### About this task
Please set the lines down again exactly, from the top of the entries through the line that contains "pub use watchdog::SafetyTimer;".

═════ Material provided

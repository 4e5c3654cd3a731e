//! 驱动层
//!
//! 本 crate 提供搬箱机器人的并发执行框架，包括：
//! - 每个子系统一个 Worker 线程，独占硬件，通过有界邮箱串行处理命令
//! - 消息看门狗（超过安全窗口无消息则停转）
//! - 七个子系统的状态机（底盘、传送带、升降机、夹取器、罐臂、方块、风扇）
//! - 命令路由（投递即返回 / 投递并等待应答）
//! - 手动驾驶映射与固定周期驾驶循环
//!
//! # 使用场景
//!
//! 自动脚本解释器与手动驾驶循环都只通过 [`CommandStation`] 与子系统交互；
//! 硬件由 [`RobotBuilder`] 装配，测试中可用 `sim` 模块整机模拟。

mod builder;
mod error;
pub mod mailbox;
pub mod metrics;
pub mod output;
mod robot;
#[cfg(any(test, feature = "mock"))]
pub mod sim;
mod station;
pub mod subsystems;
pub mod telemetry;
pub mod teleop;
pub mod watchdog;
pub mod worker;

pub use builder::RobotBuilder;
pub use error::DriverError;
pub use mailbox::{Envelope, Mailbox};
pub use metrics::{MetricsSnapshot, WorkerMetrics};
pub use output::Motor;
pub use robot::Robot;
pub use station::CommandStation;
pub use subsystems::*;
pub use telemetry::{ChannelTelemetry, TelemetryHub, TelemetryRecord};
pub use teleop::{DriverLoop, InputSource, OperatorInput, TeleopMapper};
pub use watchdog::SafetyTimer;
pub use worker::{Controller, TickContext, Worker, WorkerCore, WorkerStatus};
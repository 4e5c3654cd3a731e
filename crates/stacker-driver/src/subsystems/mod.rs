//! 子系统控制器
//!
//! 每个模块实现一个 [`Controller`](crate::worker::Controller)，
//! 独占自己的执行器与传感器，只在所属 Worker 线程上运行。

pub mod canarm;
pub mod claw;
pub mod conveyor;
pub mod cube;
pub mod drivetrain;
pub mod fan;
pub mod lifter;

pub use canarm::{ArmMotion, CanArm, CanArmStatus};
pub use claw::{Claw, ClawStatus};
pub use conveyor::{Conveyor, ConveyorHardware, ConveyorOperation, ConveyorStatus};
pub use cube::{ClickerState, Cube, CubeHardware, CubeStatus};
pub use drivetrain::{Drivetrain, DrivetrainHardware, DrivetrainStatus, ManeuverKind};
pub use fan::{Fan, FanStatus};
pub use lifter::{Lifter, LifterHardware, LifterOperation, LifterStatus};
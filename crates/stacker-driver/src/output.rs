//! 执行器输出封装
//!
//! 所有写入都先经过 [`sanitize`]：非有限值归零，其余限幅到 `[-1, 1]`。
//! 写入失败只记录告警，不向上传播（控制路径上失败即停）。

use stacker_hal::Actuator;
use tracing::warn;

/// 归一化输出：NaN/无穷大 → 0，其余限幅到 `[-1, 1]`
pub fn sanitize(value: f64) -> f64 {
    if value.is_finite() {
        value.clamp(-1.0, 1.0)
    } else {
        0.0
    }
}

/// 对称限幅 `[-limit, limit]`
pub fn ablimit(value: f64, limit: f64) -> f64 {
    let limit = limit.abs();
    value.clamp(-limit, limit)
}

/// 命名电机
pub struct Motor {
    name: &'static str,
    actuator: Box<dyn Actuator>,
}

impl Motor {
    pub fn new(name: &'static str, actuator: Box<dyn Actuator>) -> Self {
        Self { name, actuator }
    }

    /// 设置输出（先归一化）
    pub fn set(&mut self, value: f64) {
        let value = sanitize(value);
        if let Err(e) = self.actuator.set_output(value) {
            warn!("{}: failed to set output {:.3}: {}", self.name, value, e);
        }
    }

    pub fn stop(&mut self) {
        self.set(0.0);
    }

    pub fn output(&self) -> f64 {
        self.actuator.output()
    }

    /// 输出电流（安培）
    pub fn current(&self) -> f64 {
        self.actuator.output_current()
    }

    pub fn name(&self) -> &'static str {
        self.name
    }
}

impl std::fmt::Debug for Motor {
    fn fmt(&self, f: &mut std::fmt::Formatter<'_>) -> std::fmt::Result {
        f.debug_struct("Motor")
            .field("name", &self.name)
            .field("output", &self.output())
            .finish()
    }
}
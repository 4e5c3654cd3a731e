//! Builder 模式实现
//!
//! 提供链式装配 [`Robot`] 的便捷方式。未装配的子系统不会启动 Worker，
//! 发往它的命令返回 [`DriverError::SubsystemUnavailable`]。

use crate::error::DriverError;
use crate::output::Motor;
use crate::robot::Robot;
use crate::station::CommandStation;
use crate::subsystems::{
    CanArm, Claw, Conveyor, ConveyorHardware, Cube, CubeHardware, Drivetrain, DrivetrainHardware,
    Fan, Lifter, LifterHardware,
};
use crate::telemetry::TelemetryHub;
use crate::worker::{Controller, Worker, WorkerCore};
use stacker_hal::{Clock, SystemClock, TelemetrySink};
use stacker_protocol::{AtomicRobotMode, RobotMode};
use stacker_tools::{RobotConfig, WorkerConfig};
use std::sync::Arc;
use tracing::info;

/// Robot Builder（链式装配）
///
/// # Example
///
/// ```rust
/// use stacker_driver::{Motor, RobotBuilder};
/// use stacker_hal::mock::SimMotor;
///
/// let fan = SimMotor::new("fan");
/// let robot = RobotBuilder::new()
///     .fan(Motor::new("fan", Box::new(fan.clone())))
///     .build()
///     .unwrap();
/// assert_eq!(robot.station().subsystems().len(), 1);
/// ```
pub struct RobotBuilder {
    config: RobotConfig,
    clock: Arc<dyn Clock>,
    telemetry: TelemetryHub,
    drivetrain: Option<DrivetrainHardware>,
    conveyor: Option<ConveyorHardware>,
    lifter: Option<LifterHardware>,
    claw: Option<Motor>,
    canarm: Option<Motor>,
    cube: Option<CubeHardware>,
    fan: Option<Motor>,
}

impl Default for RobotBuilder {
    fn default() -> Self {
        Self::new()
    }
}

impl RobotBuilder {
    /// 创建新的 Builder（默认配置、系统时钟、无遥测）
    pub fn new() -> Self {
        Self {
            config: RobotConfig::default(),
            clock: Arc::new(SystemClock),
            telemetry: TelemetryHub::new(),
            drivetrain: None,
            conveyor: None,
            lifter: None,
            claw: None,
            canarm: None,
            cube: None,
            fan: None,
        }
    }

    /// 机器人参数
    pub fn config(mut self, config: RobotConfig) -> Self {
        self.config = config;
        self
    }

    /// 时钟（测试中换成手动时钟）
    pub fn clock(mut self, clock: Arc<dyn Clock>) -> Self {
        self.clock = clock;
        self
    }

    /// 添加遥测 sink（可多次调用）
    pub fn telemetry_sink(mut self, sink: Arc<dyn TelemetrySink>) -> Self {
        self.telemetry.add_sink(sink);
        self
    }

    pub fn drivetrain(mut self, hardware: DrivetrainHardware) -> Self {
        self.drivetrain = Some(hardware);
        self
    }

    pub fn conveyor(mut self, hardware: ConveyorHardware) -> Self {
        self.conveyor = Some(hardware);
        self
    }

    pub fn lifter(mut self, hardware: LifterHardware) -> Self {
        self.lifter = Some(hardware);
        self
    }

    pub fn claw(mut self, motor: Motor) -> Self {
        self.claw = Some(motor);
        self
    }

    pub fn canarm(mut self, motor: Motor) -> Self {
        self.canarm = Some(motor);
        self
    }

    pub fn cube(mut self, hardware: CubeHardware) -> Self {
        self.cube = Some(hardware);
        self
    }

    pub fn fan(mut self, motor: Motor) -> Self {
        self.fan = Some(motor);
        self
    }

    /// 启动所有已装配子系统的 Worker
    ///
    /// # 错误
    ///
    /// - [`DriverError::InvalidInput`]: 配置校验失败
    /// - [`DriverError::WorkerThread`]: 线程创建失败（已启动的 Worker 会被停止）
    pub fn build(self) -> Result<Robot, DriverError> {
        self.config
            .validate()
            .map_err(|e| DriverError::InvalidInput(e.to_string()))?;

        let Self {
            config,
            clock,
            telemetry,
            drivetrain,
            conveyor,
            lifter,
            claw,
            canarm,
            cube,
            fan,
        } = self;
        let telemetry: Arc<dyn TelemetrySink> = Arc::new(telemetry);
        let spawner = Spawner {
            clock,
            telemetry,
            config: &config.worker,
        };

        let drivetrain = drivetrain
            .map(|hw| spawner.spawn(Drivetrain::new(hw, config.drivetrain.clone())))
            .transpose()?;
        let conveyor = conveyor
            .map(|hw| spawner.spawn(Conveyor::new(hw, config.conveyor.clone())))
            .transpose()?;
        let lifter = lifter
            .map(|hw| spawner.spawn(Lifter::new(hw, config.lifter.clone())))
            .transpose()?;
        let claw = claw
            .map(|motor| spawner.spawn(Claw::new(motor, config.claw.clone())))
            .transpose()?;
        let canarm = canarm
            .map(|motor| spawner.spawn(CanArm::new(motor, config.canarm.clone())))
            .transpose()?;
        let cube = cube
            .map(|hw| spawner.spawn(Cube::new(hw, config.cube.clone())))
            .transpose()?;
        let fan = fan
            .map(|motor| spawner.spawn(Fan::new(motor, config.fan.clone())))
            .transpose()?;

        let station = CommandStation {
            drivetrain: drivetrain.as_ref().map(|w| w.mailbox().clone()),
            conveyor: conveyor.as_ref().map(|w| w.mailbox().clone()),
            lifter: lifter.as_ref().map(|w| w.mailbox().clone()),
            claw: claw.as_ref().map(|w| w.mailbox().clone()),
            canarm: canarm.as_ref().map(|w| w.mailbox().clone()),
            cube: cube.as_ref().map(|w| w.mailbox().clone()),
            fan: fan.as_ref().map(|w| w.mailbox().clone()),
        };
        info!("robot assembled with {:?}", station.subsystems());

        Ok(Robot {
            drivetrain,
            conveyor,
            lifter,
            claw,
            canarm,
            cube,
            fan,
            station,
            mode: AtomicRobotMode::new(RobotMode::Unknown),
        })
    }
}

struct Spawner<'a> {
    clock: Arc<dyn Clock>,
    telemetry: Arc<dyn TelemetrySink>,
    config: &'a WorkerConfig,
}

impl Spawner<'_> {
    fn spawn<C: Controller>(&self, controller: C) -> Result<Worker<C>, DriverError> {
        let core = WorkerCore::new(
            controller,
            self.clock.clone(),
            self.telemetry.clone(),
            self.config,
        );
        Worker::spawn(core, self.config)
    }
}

══════════

### Written answer
repository 4e5c3654cd3a731e
//! 驱动层
//!
//! 本 crate 提供搬箱机器人的并发执行框架，包括：
//! - 每个子系统一个 Worker 线程，独占硬件，通过有界邮箱串行处理命令
//! - 消息看门狗（超过安全窗口无消息则停转）
//! - 七个子系统的状态机（底盘、传送带、升降机、夹取器、罐臂、方块、风扇）
//! - 命令路由（投递即返回 / 投递并等待应答）
//! - 手动驾驶映射与固定周期驾驶循环
//!
//! # 使用场景
//!
//! 自动脚本解释器与手动驾驶循环都只通过 [`CommandStation`] 与子系统交互；
//! 硬件由 [`RobotBuilder`] 装配，测试中可用 `sim` 模块整机模拟。

mod builder;
mod error;
pub mod mailbox;
pub mod metrics;
pub mod output;
mod robot;
#[cfg(any(test, feature = "mock"))]
pub mod sim;
mod station;
pub mod subsystems;
pub mod telemetry;
pub mod teleop;
pub mod watchdog;
pub mod worker;

pub use builder::RobotBuilder;
pub use error::DriverError;
pub use mailbox::{Envelope, Mailbox};
pub use metrics::{MetricsSnapshot, WorkerMetrics};
pub use output::Motor;
pub use robot::Robot;
pub use station::CommandStation;
pub use subsystems::*;
pub use telemetry::{ChannelTelemetry, TelemetryHub, TelemetryRecord};
pub use teleop::{DriverLoop, InputSource, OperatorInput, TeleopMapper};
pub use watchdog::SafetyTimer;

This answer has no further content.